# [TASK INPUTS]
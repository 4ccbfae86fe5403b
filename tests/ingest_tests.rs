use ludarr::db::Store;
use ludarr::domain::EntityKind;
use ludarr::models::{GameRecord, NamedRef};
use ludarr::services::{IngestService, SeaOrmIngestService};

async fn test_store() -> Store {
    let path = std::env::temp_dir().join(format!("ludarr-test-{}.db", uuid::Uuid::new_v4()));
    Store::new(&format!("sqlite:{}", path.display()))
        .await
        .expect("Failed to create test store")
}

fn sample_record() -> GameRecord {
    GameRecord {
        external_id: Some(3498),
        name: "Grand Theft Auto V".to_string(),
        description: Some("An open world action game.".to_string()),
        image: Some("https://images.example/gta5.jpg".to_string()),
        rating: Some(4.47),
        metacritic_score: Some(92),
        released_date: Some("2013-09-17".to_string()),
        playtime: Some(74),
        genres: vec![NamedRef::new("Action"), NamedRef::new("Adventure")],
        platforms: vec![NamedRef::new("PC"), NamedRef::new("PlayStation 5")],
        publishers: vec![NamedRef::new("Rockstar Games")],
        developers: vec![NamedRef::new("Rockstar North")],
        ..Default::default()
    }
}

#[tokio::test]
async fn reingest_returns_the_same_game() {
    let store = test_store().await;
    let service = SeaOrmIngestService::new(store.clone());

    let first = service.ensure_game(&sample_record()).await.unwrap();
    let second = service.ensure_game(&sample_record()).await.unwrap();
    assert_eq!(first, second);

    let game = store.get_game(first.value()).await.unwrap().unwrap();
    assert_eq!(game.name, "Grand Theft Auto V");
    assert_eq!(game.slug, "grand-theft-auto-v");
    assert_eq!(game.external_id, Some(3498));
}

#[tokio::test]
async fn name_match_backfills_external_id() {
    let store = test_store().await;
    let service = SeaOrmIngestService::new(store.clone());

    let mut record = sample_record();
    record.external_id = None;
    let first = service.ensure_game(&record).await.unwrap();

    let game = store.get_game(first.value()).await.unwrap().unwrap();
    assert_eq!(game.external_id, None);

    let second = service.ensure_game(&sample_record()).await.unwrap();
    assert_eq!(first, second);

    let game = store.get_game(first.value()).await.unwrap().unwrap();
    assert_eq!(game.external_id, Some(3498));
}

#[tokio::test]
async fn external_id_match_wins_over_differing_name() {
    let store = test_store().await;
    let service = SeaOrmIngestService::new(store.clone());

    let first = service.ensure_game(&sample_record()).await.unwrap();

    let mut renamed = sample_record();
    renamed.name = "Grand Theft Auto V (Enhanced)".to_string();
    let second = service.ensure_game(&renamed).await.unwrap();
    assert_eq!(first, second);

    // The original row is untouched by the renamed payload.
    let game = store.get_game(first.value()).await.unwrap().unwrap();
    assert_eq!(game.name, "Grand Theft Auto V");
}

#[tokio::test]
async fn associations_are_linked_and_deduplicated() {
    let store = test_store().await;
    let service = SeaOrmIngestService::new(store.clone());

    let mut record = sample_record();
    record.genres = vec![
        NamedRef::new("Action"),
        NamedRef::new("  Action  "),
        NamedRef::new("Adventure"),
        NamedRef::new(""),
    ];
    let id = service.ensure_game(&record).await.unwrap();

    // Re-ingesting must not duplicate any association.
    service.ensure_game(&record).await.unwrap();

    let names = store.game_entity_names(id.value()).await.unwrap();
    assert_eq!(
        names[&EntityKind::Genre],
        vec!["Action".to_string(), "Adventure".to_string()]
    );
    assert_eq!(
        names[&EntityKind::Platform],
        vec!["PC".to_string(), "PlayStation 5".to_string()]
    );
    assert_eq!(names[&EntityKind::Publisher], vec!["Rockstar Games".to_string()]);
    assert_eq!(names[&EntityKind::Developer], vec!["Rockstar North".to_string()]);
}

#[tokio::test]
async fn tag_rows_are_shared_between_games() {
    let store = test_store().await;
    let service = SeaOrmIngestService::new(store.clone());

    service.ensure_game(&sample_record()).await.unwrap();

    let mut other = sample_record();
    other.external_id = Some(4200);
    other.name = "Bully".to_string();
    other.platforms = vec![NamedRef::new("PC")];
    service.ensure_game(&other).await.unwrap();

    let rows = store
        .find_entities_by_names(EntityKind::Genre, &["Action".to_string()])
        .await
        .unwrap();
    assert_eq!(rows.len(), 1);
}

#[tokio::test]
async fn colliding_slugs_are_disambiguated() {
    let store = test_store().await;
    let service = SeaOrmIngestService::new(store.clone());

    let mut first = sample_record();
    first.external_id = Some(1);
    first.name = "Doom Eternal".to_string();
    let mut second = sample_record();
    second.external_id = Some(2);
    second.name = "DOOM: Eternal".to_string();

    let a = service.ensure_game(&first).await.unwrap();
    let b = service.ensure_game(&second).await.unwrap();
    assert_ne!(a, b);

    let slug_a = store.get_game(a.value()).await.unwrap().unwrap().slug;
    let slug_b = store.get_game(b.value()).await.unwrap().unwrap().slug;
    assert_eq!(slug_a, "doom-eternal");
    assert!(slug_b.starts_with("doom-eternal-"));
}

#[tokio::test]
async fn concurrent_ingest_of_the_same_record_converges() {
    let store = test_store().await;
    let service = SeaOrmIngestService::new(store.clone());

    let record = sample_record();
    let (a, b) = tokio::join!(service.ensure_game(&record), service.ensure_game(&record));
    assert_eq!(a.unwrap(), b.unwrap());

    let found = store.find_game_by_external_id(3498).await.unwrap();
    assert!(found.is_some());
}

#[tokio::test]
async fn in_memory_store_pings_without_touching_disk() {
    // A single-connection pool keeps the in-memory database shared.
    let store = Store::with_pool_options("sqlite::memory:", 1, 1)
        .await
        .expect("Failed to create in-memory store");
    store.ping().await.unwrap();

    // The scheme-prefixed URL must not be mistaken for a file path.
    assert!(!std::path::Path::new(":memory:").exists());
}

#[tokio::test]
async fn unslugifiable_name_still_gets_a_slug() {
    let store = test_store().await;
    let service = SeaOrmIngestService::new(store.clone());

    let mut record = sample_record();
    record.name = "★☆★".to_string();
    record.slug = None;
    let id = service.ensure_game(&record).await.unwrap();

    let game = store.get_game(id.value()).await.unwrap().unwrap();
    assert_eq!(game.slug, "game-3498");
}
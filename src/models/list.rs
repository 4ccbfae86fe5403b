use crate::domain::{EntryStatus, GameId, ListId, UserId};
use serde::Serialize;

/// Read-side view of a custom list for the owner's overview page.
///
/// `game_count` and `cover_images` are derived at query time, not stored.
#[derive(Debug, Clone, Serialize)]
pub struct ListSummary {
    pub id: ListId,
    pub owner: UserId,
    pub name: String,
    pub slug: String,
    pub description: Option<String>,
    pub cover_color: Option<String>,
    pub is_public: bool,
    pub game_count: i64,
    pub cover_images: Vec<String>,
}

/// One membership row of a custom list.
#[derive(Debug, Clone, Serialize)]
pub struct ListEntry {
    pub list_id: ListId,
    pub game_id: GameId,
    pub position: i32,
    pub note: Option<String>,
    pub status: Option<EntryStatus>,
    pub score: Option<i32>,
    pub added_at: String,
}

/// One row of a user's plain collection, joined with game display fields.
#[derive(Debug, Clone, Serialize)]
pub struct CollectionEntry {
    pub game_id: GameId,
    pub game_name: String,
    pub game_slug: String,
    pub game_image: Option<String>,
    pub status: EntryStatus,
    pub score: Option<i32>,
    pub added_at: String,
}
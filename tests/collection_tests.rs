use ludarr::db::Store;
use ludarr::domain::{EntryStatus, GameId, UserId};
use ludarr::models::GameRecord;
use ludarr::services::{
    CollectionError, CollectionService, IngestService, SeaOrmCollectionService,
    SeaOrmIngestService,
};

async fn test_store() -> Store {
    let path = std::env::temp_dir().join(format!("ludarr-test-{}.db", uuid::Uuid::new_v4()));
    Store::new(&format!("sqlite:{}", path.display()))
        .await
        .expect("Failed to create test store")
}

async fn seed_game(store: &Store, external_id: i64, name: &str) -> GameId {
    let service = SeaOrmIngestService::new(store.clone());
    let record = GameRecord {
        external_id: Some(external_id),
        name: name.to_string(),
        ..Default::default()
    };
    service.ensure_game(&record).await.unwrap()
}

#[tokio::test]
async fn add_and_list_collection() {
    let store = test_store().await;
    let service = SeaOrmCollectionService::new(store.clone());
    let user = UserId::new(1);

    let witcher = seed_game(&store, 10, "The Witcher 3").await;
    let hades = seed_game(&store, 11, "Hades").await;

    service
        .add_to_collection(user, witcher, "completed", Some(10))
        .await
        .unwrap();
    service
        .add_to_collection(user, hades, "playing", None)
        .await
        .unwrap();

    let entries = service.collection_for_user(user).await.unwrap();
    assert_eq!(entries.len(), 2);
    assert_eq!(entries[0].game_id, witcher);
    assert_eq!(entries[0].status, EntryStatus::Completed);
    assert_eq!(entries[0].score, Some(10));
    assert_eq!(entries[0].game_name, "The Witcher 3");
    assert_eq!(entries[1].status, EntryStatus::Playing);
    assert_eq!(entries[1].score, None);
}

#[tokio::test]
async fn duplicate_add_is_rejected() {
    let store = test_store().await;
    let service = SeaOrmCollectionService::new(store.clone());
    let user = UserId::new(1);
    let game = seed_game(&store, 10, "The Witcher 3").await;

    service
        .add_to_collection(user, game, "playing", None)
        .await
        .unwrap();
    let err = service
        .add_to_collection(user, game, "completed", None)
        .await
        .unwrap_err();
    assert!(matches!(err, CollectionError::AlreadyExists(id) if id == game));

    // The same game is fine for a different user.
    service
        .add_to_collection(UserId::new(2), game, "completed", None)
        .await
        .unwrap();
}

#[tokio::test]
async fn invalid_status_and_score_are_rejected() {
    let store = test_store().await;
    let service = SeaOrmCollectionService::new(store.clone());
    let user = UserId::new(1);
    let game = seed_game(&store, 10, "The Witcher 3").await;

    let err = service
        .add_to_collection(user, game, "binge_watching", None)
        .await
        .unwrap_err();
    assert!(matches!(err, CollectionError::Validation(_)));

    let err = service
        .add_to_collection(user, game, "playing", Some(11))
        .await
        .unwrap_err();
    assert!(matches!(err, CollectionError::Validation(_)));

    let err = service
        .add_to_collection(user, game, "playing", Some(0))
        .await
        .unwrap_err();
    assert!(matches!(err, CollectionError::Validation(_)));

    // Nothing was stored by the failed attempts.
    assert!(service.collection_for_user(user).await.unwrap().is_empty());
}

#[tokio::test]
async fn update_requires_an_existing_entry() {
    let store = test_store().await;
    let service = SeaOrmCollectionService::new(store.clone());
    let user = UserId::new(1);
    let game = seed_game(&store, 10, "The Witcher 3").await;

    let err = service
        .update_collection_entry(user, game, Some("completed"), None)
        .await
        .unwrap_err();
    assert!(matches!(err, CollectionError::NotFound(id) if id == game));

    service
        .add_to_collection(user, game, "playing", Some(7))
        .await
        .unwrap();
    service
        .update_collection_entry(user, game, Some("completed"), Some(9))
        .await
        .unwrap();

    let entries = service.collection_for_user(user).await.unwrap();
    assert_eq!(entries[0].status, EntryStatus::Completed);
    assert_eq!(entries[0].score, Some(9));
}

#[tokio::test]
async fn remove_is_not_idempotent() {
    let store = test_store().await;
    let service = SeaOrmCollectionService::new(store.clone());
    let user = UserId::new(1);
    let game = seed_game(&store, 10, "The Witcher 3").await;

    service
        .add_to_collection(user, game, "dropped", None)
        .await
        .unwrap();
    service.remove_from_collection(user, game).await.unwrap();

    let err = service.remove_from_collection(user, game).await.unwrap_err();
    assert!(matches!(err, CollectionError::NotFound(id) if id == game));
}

==

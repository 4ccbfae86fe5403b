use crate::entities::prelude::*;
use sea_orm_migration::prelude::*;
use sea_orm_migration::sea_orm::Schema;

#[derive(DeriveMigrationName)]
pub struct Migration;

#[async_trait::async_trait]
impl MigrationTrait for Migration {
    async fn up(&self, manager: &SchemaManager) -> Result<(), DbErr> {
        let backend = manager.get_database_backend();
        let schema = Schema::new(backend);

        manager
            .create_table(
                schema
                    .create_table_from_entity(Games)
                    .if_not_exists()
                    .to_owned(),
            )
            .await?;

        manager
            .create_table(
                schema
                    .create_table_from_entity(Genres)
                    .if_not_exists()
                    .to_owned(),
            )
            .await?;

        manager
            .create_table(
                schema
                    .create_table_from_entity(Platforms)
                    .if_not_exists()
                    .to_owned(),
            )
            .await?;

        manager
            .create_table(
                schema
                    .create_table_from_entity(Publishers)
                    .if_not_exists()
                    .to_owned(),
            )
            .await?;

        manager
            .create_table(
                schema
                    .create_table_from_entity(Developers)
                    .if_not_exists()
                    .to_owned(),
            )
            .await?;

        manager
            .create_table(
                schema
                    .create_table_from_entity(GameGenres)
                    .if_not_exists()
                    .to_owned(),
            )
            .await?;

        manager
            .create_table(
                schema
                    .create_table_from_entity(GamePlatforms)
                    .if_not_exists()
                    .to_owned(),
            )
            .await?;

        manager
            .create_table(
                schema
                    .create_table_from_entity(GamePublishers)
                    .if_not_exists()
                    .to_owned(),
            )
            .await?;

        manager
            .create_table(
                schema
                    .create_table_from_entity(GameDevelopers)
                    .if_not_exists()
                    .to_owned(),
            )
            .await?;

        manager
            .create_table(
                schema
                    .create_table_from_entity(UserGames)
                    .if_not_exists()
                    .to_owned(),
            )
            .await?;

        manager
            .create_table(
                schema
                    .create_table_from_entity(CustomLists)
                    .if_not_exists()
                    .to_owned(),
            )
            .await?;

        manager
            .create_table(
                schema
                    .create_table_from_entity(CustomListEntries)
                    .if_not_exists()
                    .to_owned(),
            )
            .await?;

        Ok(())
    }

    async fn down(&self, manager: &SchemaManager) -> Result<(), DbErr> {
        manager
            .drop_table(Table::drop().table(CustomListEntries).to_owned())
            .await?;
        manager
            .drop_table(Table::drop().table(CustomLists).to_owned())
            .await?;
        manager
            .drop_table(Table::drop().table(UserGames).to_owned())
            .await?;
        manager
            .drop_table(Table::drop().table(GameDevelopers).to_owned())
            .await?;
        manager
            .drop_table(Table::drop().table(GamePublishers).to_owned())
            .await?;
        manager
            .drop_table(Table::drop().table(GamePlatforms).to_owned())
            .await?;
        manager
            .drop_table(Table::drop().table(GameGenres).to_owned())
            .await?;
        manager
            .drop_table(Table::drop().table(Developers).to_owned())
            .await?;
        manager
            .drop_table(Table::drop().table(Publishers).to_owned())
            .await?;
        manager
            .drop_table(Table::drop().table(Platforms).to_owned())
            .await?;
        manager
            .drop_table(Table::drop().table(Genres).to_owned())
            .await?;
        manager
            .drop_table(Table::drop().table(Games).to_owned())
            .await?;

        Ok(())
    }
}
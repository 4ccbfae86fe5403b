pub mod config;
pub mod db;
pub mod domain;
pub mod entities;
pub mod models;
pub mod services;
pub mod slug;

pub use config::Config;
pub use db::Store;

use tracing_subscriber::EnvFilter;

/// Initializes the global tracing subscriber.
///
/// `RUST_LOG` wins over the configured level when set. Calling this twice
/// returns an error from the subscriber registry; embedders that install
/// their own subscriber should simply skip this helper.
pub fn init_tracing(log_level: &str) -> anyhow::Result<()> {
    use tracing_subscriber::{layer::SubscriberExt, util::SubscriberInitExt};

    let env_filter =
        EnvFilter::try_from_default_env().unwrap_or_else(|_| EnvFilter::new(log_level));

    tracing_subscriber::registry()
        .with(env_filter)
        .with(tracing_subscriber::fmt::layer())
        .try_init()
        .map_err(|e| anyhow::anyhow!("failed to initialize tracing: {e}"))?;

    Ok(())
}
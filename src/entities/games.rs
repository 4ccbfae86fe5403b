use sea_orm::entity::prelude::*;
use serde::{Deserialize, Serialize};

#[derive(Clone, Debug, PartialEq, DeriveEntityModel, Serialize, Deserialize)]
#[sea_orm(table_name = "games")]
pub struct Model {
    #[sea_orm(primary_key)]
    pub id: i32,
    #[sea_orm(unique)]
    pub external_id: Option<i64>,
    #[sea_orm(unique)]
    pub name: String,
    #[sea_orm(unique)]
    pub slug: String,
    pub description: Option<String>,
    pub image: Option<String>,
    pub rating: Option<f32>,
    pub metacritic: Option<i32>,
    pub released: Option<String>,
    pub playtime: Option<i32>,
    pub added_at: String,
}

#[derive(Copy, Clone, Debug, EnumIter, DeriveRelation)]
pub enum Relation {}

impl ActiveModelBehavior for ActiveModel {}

# [YOUR ASSIGNMENT]
If a line of the listing above contains "Adventure", pick it out and copy it.

# [OUTPUT FOR THIS EXERCISE]
        genres: vec![NamedRef::new("Action"), NamedRef::new("Adventure")],
        NamedRef::new("Adventure"),
        vec!["Action".to_string(), "Adventure".to_string()]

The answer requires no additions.